━━━ Records to use

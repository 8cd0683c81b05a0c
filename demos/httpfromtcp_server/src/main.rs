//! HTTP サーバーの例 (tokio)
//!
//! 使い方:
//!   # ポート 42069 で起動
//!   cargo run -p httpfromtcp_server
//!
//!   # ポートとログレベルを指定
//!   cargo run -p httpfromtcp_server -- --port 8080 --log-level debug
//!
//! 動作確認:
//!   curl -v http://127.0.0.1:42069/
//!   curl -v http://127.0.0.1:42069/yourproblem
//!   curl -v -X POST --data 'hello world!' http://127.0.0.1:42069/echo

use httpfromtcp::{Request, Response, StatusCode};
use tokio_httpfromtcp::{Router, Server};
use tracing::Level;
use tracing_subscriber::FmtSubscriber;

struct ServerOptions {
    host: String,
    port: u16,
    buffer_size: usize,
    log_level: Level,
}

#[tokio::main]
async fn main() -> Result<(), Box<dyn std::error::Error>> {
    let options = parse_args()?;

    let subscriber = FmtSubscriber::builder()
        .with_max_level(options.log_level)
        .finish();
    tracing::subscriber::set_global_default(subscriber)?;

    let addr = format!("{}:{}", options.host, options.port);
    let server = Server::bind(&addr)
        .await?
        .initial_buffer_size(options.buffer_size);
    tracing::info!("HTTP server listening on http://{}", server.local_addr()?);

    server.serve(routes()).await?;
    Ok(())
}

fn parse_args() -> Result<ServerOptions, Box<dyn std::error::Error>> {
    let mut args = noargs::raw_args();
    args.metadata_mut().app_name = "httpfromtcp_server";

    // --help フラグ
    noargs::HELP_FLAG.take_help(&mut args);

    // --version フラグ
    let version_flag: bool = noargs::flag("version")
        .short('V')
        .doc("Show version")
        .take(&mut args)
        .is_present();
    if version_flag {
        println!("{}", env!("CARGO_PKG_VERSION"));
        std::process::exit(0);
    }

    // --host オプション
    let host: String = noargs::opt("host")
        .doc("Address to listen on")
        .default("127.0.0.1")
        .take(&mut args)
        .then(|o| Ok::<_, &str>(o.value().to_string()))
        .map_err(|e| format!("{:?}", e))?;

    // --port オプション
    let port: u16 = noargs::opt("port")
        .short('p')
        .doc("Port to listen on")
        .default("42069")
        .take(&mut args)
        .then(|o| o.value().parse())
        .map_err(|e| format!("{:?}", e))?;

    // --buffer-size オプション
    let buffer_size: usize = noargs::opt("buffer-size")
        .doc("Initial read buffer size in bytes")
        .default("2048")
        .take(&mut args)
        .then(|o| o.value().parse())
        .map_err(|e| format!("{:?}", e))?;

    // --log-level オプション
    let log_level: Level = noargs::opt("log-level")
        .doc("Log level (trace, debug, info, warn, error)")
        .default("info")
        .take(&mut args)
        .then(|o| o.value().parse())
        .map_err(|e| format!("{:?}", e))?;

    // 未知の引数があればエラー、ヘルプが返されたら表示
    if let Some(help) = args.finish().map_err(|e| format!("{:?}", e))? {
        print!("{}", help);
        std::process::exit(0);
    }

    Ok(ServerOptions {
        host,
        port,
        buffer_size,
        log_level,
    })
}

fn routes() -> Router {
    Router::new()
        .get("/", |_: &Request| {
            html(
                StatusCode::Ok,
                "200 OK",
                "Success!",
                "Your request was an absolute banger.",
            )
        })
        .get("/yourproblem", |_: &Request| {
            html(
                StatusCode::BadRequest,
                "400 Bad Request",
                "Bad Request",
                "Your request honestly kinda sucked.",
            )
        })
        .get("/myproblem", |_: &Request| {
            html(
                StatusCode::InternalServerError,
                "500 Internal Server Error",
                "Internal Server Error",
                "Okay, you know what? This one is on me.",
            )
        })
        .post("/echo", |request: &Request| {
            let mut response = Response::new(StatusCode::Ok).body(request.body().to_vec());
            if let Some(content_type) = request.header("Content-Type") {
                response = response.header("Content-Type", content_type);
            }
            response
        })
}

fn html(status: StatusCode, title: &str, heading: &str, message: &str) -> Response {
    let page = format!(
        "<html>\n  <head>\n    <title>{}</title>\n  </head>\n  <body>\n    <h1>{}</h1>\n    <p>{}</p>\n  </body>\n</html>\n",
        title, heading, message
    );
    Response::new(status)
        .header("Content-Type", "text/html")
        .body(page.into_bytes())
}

━━━━━━

**Try it:** Only lines of the material that contain the word "FmtSubscriber" belong in the answer; copy each one.

**Solution for this task:**
use tracing_subscriber::FmtSubscriber;
    let subscriber = FmtSubscriber::builder()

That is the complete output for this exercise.